= EXERCISE INSTRUCTIONS =
Please report every line from the material that contains the word "collections".

= WORKING DATA =
▬▬▬▬▬▬
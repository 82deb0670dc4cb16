// SPDX-License-Identifier: MPL-2.0

//! Test program: List water heaters with their status and energy usage.
//!
//! # Usage
//!
//! ```bash
//! cargo run --example list_devices -- <email> <password>
//! ```

use std::env;

use aosmith_lib::{Client, HotWaterStatus};

#[tokio::main]
async fn main() -> Result<(), Box<dyn std::error::Error>> {
    let args: Vec<String> = env::args().collect();

    if args.len() != 3 {
        eprintln!("Usage: {} <email> <password>", args[0]);
        std::process::exit(1);
    }

    let client = Client::builder(&args[1], &args[2])
        .build_and_login()
        .await?;

    println!("Backend healthy: {}", client.is_everything_okay().await?);

    for device in client.get_devices().await? {
        let status = &device.status;
        println!();
        println!("{} ({}, {})", device.name, device.model, device.junction_id);
        println!("  Online:      {}", status.is_online);
        println!("  Mode:        {}", status.current_mode);
        println!(
            "  Setpoint:    {}°F (max {}°F)",
            status.temperature_setpoint, status.temperature_setpoint_maximum
        );
        match status.hot_water_status {
            Some(HotWaterStatus::Level(level)) => println!("  Hot water:   {level:?}"),
            Some(HotWaterStatus::Percentage(percent)) => println!("  Hot water:   {percent}%"),
            None => println!("  Hot water:   unknown"),
        }
        let modes: Vec<String> = device
            .supported_modes
            .iter()
            .map(|m| m.mode.to_string())
            .collect();
        println!("  Modes:       {}", modes.join(", "));

        let energy = client.get_energy_use_data(&device.junction_id).await?;
        println!("  Lifetime:    {:.1} kWh", energy.lifetime_kwh);
        if let Some(last) = energy.history.last() {
            println!("  Last period: {:.1} kWh ({})", last.energy_use_kwh, last.date);
        }
    }

    Ok(())
}
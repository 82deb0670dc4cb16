// SPDX-License-Identifier: MPL-2.0
// This Source Code Form is subject to the terms of the Mozilla Public
// License, v. 2.0. If a copy of the MPL was not distributed with this
// file, You can obtain one at https://mozilla.org/MPL/2.0/.

//! Read-only records returned by the client.
//!
//! Records are built from a single backend response and never mutated
//! locally; fetch again to observe new state.

mod device;
mod energy;

pub use device::{Device, DeviceBasicInfo, DeviceStatus, SupportedOperationModeInfo};
pub use energy::{AllDeviceInfo, EnergyUseData, EnergyUseHistoryEntry};
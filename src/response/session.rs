// SPDX-License-Identifier: MPL-2.0
// This Source Code Form is subject to the terms of the Mozilla Public
// License, v. 2.0. If a copy of the MPL was not distributed with this
// file, You can obtain one at https://mozilla.org/MPL/2.0/.

//! Login, service status and mutation payloads.

use serde::Deserialize;

use crate::error::ParseError;

/// `data` of a login response.
#[derive(Debug, Clone, Default, Deserialize)]
pub struct LoginPayload {
    login: Option<LoginNode>,
}

#[derive(Debug, Clone, Default, Deserialize)]
struct LoginNode {
    user: Option<LoginUser>,
}

#[derive(Debug, Clone, Default, Deserialize)]
struct LoginUser {
    tokens: Option<LoginTokens>,
}

#[derive(Debug, Clone, Default, Deserialize)]
#[serde(rename_all = "camelCase")]
struct LoginTokens {
    access_token: Option<String>,
}

impl LoginPayload {
    /// Returns the access token.
    ///
    /// # Errors
    ///
    /// Returns `ParseError::MissingField` if the backend sent no access token.
    pub fn into_access_token(self) -> Result<String, ParseError> {
        self.login
            .and_then(|l| l.user)
            .and_then(|u| u.tokens)
            .and_then(|t| t.access_token)
            .ok_or_else(|| ParseError::MissingField("login.user.tokens.accessToken".to_string()))
    }
}

/// `data` of a service status response.
#[derive(Debug, Clone, Deserialize)]
pub struct ServiceStatusPayload {
    status: ServiceStatusNode,
}

#[derive(Debug, Clone, Deserialize)]
#[serde(rename_all = "camelCase")]
struct ServiceStatusNode {
    is_everything_okay: bool,
}

impl ServiceStatusPayload {
    /// Returns whether the backend reports normal operation.
    #[must_use]
    pub fn is_everything_okay(&self) -> bool {
        self.status.is_everything_okay
    }
}

/// `data` of a mutation response: the mutation name mapped to its result.
pub type MutationPayload = std::collections::HashMap<String, serde_json::Value>;

#[cfg(test)]
mod tests {
    use super::*;

    #[test]
    fn extracts_access_token() {
        let payload: LoginPayload = serde_json::from_str(
            r#"{"login": {"user": {"tokens": {"accessToken": "abc", "idToken": "x", "refreshToken": "y"}}}}"#,
        )
        .unwrap();
        assert_eq!(payload.into_access_token().unwrap(), "abc");
    }

    #[test]
    fn missing_access_token() {
        let payload: LoginPayload =
            serde_json::from_str(r#"{"login": {"user": null}}"#).unwrap();
        assert!(matches!(
            payload.into_access_token(),
            Err(ParseError::MissingField(_))
        ));
    }

    #[test]
    fn service_status() {
        let payload: ServiceStatusPayload =
            serde_json::from_str(r#"{"status": {"isEverythingOkay": true}}"#).unwrap();
        assert!(payload.is_everything_okay());
    }
}
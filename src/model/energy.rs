// SPDX-License-Identifier: MPL-2.0
// This Source Code Form is subject to the terms of the Mozilla Public
// License, v. 2.0. If a copy of the MPL was not distributed with this
// file, You can obtain one at https://mozilla.org/MPL/2.0/.

//! Energy usage records.

use std::collections::HashMap;

use chrono::{DateTime, FixedOffset, NaiveDate};
use serde::Serialize;

/// Energy consumption of a heater.
///
/// # Examples
///
/// ```
/// use aosmith_lib::model::EnergyUseData;
///
/// let data = EnergyUseData::default();
/// assert_eq!(data.lifetime_kwh, 0.0);
/// assert!(data.history.is_empty());
/// ```
#[derive(Debug, Clone, Default, PartialEq, Serialize)]
pub struct EnergyUseData {
    /// Energy used since installation, in kWh.
    pub lifetime_kwh: f64,
    /// Average consumption per sample, when reported.
    pub average_kwh: Option<f64>,
    /// Date of the first sample, as sent by the backend.
    pub start_date: Option<String>,
    /// Dated consumption samples.
    pub history: Vec<EnergyUseHistoryEntry>,
}

impl EnergyUseData {
    /// Returns the sum of all history samples, in kWh.
    #[must_use]
    pub fn history_total_kwh(&self) -> f64 {
        self.history.iter().map(|e| e.energy_use_kwh).sum()
    }
}

/// A single dated consumption sample.
#[derive(Debug, Clone, PartialEq, Serialize)]
pub struct EnergyUseHistoryEntry {
    /// Sample date, as sent by the backend.
    pub date: String,
    /// Energy used, in kWh.
    pub energy_use_kwh: f64,
}

impl EnergyUseHistoryEntry {
    /// Parses the sample date.
    ///
    /// Accepts RFC 3339 timestamps and plain `YYYY-MM-DD` dates; returns
    /// `None` for anything else.
    ///
    /// # Examples
    ///
    /// ```
    /// use aosmith_lib::model::EnergyUseHistoryEntry;
    /// use chrono::NaiveDate;
    ///
    /// let entry = EnergyUseHistoryEntry {
    ///     date: "2024-02-03T00:00:00.000Z".to_string(),
    ///     energy_use_kwh: 1.5,
    /// };
    /// assert_eq!(entry.parsed_date(), NaiveDate::from_ymd_opt(2024, 2, 3));
    /// ```
    #[must_use]
    pub fn parsed_date(&self) -> Option<NaiveDate> {
        DateTime::<FixedOffset>::parse_from_rfc3339(&self.date)
            .map(|dt| dt.date_naive())
            .or_else(|_| NaiveDate::parse_from_str(&self.date, "%Y-%m-%d"))
            .ok()
    }
}

/// Raw dump of every registered device, for diagnostics.
///
/// Unlike [`Device`](crate::model::Device), this includes devices of
/// unsupported generations and every field the backend exposes.
#[derive(Debug, Clone, Default, Serialize)]
pub struct AllDeviceInfo {
    /// Device objects exactly as returned by the backend.
    pub devices: Vec<serde_json::Value>,
    /// Raw energy data keyed by junction ID, for devices where it could be
    /// fetched.
    pub energy_use_data: HashMap<String, serde_json::Value>,
}

#[cfg(test)]
mod tests {
    use super::*;

    fn entry(date: &str, kwh: f64) -> EnergyUseHistoryEntry {
        EnergyUseHistoryEntry {
            date: date.to_string(),
            energy_use_kwh: kwh,
        }
    }

    #[test]
    fn parses_plain_dates() {
        assert_eq!(
            entry("2023-12-31", 0.0).parsed_date(),
            NaiveDate::from_ymd_opt(2023, 12, 31)
        );
    }

    #[test]
    fn unknown_date_format() {
        assert_eq!(entry("Dec 31", 0.0).parsed_date(), None);
    }

    #[test]
    fn history_total() {
        let data = EnergyUseData {
            lifetime_kwh: 10.0,
            history: vec![entry("2024-01-01", 1.5), entry("2024-01-02", 2.0)],
            ..EnergyUseData::default()
        };
        assert!((data.history_total_kwh() - 3.5).abs() < f64::EPSILON);
    }
}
▬▬▬▬▬▬
= WRITTEN REPLY =
pub type MutationPayload = std::collections::HashMap<String, serde_json::Value>;
use std::collections::HashMap;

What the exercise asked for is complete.